- **Task requirements**
Among the lines below, return each one that contains the word "holds".

- **Recorded data**

○ ○ ○ ○ ○ ○ ○

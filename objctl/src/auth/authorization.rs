//! Resource loading and permission gating.
//!
//! [`current_object`] resolves the object addressed by the request path into
//! a request-scoped [`CurrentObject`]; [`check_permission`] halts the
//! request unless the caller holds the required permission on it.

use crate::{
    AppState,
    auth::identity::{AuthType, Identity},
    db::{
        errors::DbError,
        handlers::{ObjectPermissions, Objects},
        models::objects::ObjectDBResponse,
    },
    errors::{Error, Result},
    storage::StorageHead,
    types::{ObjectId, Permission, UserId, abbrev_uuid},
};
use axum::{
    extract::{RawPathParams, Request, State},
    middleware::Next,
    response::Response,
};
use chrono::{DateTime, Utc};
use std::sync::Arc;
use tracing::{debug, instrument};
use uuid::Uuid;

/// Request-scoped merged view of the persisted object row and the storage
/// backend's head probe. Storage-head values win over persisted metadata
/// where both carry a field.
#[derive(Debug, Clone, serde::Serialize)]
pub struct CurrentObject {
    pub id: ObjectId,
    pub path: String,
    pub public: bool,
    pub active: bool,
    pub created_by: UserId,
    pub content_length: Option<i64>,
    pub content_type: Option<String>,
    pub e_tag: Option<String>,
    pub s3_version_id: Option<String>,
    pub last_modified: Option<DateTime<Utc>>,
}

impl CurrentObject {
    fn merge(record: ObjectDBResponse, head: StorageHead) -> Self {
        Self {
            id: record.id,
            path: record.path,
            public: record.public,
            active: record.active,
            created_by: record.created_by,
            content_length: head.content_length,
            content_type: head.content_type,
            e_tag: head.e_tag,
            s3_version_id: head.s3_version_id,
            // Head probe wins; the record's audit timestamp is the fallback
            last_modified: head.last_modified.or(Some(record.updated_at)),
        }
    }
}

/// Middleware attaching the current object addressed by the `object_id` path
/// parameter, when it can be loaded.
///
/// A missing or blank parameter, and any failure loading metadata or the
/// storage head, all result in no current object; the request proceeds
/// either way. The permission gate turns the absence into a denial.
pub async fn current_object(
    State(state): State<AppState>,
    params: RawPathParams,
    mut request: Request,
    next: Next,
) -> Response {
    let object_id = params
        .iter()
        .find(|(name, _)| *name == "object_id")
        .map(|(_, value)| value.trim().to_string());

    if let Some(object_id) = object_id.filter(|id| !id.is_empty()) {
        match load_current_object(&state, &object_id).await {
            Ok(current) => {
                request.extensions_mut().insert(Arc::new(current));
            }
            Err(err) => {
                debug!("Could not load current object {object_id}: {err:#}");
            }
        }
    }

    next.run(request).await
}

#[instrument(skip(state))]
async fn load_current_object(state: &AppState, raw_id: &str) -> anyhow::Result<CurrentObject> {
    let id: ObjectId = Uuid::parse_str(raw_id)?;

    // The metadata read and the head probe are independent; run both
    // concurrently and wait for both to settle.
    let (record, head) = tokio::join!(
        async {
            let mut conn = state.db.acquire().await?;
            let record = Objects::new(&mut conn).read(id).await?;
            anyhow::Ok(record)
        },
        state.storage.head_object(raw_id),
    );

    let record = record?.ok_or_else(|| anyhow::anyhow!("object {raw_id} has no metadata record"))?;
    let head = head?;

    Ok(CurrentObject::merge(record, head))
}

/// Middleware gating the route on `required` permission for the current
/// object.
///
/// Wired per route with a closure fixing the permission:
///
/// ```ignore
/// get(read_object).route_layer(from_fn_with_state(
///     state.clone(),
///     |state: State<AppState>, request: Request, next: Next| {
///         check_permission(Permission::Read, state, request, next)
///     },
/// ))
/// ```
pub async fn check_permission(
    required: Permission,
    State(state): State<AppState>,
    request: Request,
    next: Next,
) -> Result<Response> {
    // No loaded resource means no access, before any oracle consultation
    let current = request
        .extensions()
        .get::<Arc<CurrentObject>>()
        .cloned()
        .ok_or_else(|| Error::Forbidden {
            detail: "Resource does not exist or is not associated with this request".to_string(),
        })?;

    let identity = request.extensions().get::<Arc<Identity>>().cloned();
    let auth_type = identity.as_ref().map(|i| i.auth_type()).unwrap_or(AuthType::None);

    let granted = match auth_type {
        // The shared-secret credential pair is the gateway service account
        // and holds every permission
        AuthType::Basic => true,
        _ => {
            let user_id = identity.as_ref().and_then(|i| i.user_id());
            let mut conn = state.db.acquire().await.map_err(DbError::from)?;
            ObjectPermissions::new(&mut conn)
                .has_permission(current.id, user_id, required)
                .await?
        }
    };

    if !granted {
        return Err(Error::Forbidden {
            detail: format!(
                "User lacks {required} permission on object {}",
                abbrev_uuid(&current.id)
            ),
        });
    }

    Ok(next.run(request).await)
}

#[cfg(test)]
mod tests {
    use super::*;
    use crate::auth::middleware::authenticate;
    use crate::test_utils::{
        StaticStorage, TEST_ISSUER, basic_auth_header, create_test_object, create_test_state_with_storage,
        grant_permission, sign_test_token, test_claims,
    };
    use axum::{
        Extension, Json, Router,
        middleware::from_fn_with_state,
        routing::get,
    };
    use axum_test::TestServer;
    use serde_json::{Value, json};
    use sqlx::PgPool;
    use uuid::Uuid;

    async fn probe(current: Option<Extension<Arc<CurrentObject>>>) -> Json<Value> {
        match current {
            Some(Extension(current)) => Json(json!({
                "loaded": true,
                "object": current.as_ref(),
            })),
            None => Json(json!({ "loaded": false })),
        }
    }

    /// Router mirroring the production middleware stack with a probe handler.
    fn probe_server(state: AppState, required: Permission) -> TestServer {
        let router = Router::new()
            .route(
                "/objects/{object_id}",
                get(probe).route_layer(from_fn_with_state(
                    state.clone(),
                    move |state: State<AppState>, request: Request, next: Next| {
                        check_permission(required, state, request, next)
                    },
                )),
            )
            .route("/unparameterized", get(probe))
            .layer(from_fn_with_state(state.clone(), current_object))
            .layer(from_fn_with_state(state.clone(), authenticate))
            .with_state(state);

        TestServer::new(router).expect("Failed to create test server")
    }

    /// Loader-only router without the permission gate.
    fn loader_server(state: AppState) -> TestServer {
        let router = Router::new()
            .route("/objects/{object_id}", get(probe))
            .route("/unparameterized", get(probe))
            .layer(from_fn_with_state(state.clone(), current_object))
            .with_state(state);

        TestServer::new(router).expect("Failed to create test server")
    }

    #[sqlx::test]
    async fn test_no_object_id_param_attaches_nothing(pool: PgPool) {
        let server = loader_server(create_test_state_with_storage(pool, StaticStorage::new()));

        let body: Value = server.get("/unparameterized").await.json();
        assert_eq!(body["loaded"], json!(false));
    }

    #[sqlx::test]
    async fn test_blank_object_id_attaches_nothing(pool: PgPool) {
        let server = loader_server(create_test_state_with_storage(pool, StaticStorage::new()));

        let response = server.get("/objects/%20").await;
        response.assert_status_ok();
        assert_eq!(response.json::<Value>()["loaded"], json!(false));
    }

    #[sqlx::test]
    async fn test_metadata_failure_is_swallowed(pool: PgPool) {
        // No object row exists; the storage head alone is not enough
        let id = Uuid::new_v4();
        let storage = StaticStorage::new().with_head(&id.to_string(), StorageHead::default());
        let server = loader_server(create_test_state_with_storage(pool, storage));

        let response = server.get(&format!("/objects/{id}")).await;
        response.assert_status_ok();
        assert_eq!(response.json::<Value>()["loaded"], json!(false));
    }

    #[sqlx::test]
    async fn test_storage_failure_is_swallowed(pool: PgPool) {
        // Object row exists but the backend probe fails with not-found
        let object = create_test_object(&pool, false).await;
        let server = loader_server(create_test_state_with_storage(pool, StaticStorage::new()));

        let response = server.get(&format!("/objects/{}", object.id)).await;
        response.assert_status_ok();
        assert_eq!(response.json::<Value>()["loaded"], json!(false));
    }

    #[sqlx::test]
    async fn test_merged_view_prefers_storage_head(pool: PgPool) {
        let object = create_test_object(&pool, false).await;
        let head = StorageHead {
            content_length: Some(42),
            content_type: Some("text/plain".to_string()),
            e_tag: Some("\"abc123\"".to_string()),
            s3_version_id: Some("v-head".to_string()),
            last_modified: Some("2024-06-01T12:00:00Z".parse().unwrap()),
        };
        let storage = StaticStorage::new().with_head(&object.id.to_string(), head);
        let server = loader_server(create_test_state_with_storage(pool, storage));

        let body: Value = server.get(&format!("/objects/{}", object.id)).await.json();
        assert_eq!(body["loaded"], json!(true));
        assert_eq!(body["object"]["content_length"], json!(42));
        assert_eq!(body["object"]["s3_version_id"], json!("v-head"));
        // The head probe's timestamp wins over the record's audit timestamp
        assert_eq!(body["object"]["last_modified"], json!("2024-06-01T12:00:00Z"));
        // Persisted fields still come from the record
        assert_eq!(body["object"]["path"], json!(object.path));
    }

    #[sqlx::test]
    async fn test_merged_view_falls_back_to_record_timestamp(pool: PgPool) {
        let object = create_test_object(&pool, false).await;
        let storage = StaticStorage::new().with_head(&object.id.to_string(), StorageHead::default());
        let server = loader_server(create_test_state_with_storage(pool, storage));

        let body: Value = server.get(&format!("/objects/{}", object.id)).await.json();
        assert_eq!(body["loaded"], json!(true));
        assert!(body["object"]["last_modified"].is_string());
    }

    #[sqlx::test]
    async fn test_gate_denies_without_current_object(pool: PgPool) {
        let server = probe_server(create_test_state_with_storage(pool, StaticStorage::new()), Permission::Read);

        let response = server.get(&format!("/objects/{}", Uuid::new_v4())).await;
        response.assert_status_forbidden();
        let body: Value = response.json();
        assert_eq!(body["status"], json!(403));
    }

    #[sqlx::test]
    async fn test_gate_denies_anonymous_on_private_object(pool: PgPool) {
        let object = create_test_object(&pool, false).await;
        let storage = StaticStorage::new().with_head(&object.id.to_string(), StorageHead::default());
        let server = probe_server(create_test_state_with_storage(pool, storage), Permission::Read);

        let response = server.get(&format!("/objects/{}", object.id)).await;
        response.assert_status_forbidden();
    }

    #[sqlx::test]
    async fn test_gate_allows_anonymous_read_on_public_object(pool: PgPool) {
        let object = create_test_object(&pool, true).await;
        let storage = StaticStorage::new().with_head(&object.id.to_string(), StorageHead::default());
        let server = probe_server(create_test_state_with_storage(pool, storage), Permission::Read);

        let response = server.get(&format!("/objects/{}", object.id)).await;
        response.assert_status_ok();
    }

    #[sqlx::test]
    async fn test_gate_grants_service_account_everything(pool: PgPool) {
        let object = create_test_object(&pool, false).await;
        let storage = StaticStorage::new().with_head(&object.id.to_string(), StorageHead::default());
        let server = probe_server(create_test_state_with_storage(pool, storage), Permission::Delete);

        let response = server
            .get(&format!("/objects/{}", object.id))
            .add_header("authorization", basic_auth_header("gateway", "trusted-secret"))
            .await;
        response.assert_status_ok();
    }

    #[sqlx::test]
    async fn test_gate_honors_granted_bearer_permission(pool: PgPool) {
        let object = create_test_object(&pool, false).await;
        let claims = test_claims();
        grant_permission(&pool, object.id, claims.sub.parse().unwrap(), Permission::Update).await;

        let storage = StaticStorage::new().with_head(&object.id.to_string(), StorageHead::default());
        let state = create_test_state_with_storage(pool, storage);
        let token = sign_test_token(&claims, TEST_ISSUER);

        // Granted action passes
        let server = probe_server(state.clone(), Permission::Update);
        let response = server
            .get(&format!("/objects/{}", object.id))
            .add_header("authorization", format!("Bearer {token}"))
            .await;
        response.assert_status_ok();

        // An action outside the grant is denied
        let server = probe_server(state, Permission::Delete);
        let response = server
            .get(&format!("/objects/{}", object.id))
            .add_header("authorization", format!("Bearer {token}"))
            .await;
        response.assert_status_forbidden();
    }
}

○ ○ ○ ○ ○ ○ ○

- **Response**
//! request unless the caller holds the required permission on it.
        // and holds every permission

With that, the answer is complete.